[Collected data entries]
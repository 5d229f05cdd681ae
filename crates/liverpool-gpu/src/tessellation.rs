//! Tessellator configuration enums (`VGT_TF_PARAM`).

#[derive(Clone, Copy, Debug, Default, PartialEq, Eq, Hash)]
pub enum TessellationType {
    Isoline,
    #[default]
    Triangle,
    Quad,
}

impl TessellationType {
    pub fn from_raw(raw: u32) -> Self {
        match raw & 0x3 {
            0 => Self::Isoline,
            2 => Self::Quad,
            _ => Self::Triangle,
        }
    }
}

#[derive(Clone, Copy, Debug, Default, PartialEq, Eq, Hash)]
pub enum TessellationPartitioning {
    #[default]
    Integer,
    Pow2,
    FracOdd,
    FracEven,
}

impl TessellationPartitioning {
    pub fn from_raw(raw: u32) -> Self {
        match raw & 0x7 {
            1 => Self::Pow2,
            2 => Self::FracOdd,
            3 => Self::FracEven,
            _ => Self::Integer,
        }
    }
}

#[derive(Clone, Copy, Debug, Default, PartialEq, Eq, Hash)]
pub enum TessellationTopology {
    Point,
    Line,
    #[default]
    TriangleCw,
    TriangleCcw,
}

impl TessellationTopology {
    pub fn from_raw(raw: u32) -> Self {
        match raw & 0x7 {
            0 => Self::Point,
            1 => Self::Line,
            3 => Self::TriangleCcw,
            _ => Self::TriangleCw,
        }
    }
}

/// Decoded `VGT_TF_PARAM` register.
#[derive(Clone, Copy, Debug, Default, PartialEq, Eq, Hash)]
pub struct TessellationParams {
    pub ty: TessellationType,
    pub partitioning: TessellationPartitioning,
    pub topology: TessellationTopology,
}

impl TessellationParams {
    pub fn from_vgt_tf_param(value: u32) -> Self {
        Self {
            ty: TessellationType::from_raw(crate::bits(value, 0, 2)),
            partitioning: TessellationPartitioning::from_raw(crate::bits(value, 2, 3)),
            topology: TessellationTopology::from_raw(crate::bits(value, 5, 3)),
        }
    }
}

:: Task description ::
Write the records out once more. Each line must match.

:: Written response ::
repository 5d229f05cdd681ae
filename crates/liverpool-gpu/src/tessellation.rs
//! Tessellator configuration enums (`VGT_TF_PARAM`).

#[derive(Clone, Copy, Debug, Default, PartialEq, Eq, Hash)]
pub enum TessellationType {
    Isoline,
    #[default]
    Triangle,
    Quad,
}

impl TessellationType {
    pub fn from_raw(raw: u32) -> Self {
        match raw & 0x3 {
            0 => Self::Isoline,
            2 => Self::Quad,
            _ => Self::Triangle,
        }
    }
}

#[derive(Clone, Copy, Debug, Default, PartialEq, Eq, Hash)]
pub enum TessellationPartitioning {
    #[default]
    Integer,
    Pow2,
    FracOdd,
    FracEven,
}

impl TessellationPartitioning {
    pub fn from_raw(raw: u32) -> Self {
        match raw & 0x7 {
            1 => Self::Pow2,
            2 => Self::FracOdd,
            3 => Self::FracEven,
            _ => Self::Integer,
        }
    }
}

#[derive(Clone, Copy, Debug, Default, PartialEq, Eq, Hash)]
pub enum TessellationTopology {
    Point,
    Line,
    #[default]
    TriangleCw,
    TriangleCcw,
}

impl TessellationTopology {
    pub fn from_raw(raw: u32) -> Self {
        match raw & 0x7 {
            0 => Self::Point,
            1 => Self::Line,
            3 => Self::TriangleCcw,
            _ => Self::TriangleCw,
        }
    }
}

/// Decoded `VGT_TF_PARAM` register.
#[derive(Clone, Copy, Debug, Default, PartialEq, Eq, Hash)]
pub struct TessellationParams {
    pub ty: TessellationType,
    pub partitioning: TessellationPartitioning,
    pub topology: TessellationTopology,
}

impl TessellationParams {
    pub fn from_vgt_tf_param(value: u32) -> Self {
        Self {
            ty: TessellationType::from_raw(crate::bits(value, 0, 2)),
            partitioning: TessellationPartitioning::from_raw(crate::bits(value, 2, 3)),
            topology: TessellationTopology::from_raw(crate::bits(value, 5, 3)),
        }
    }
}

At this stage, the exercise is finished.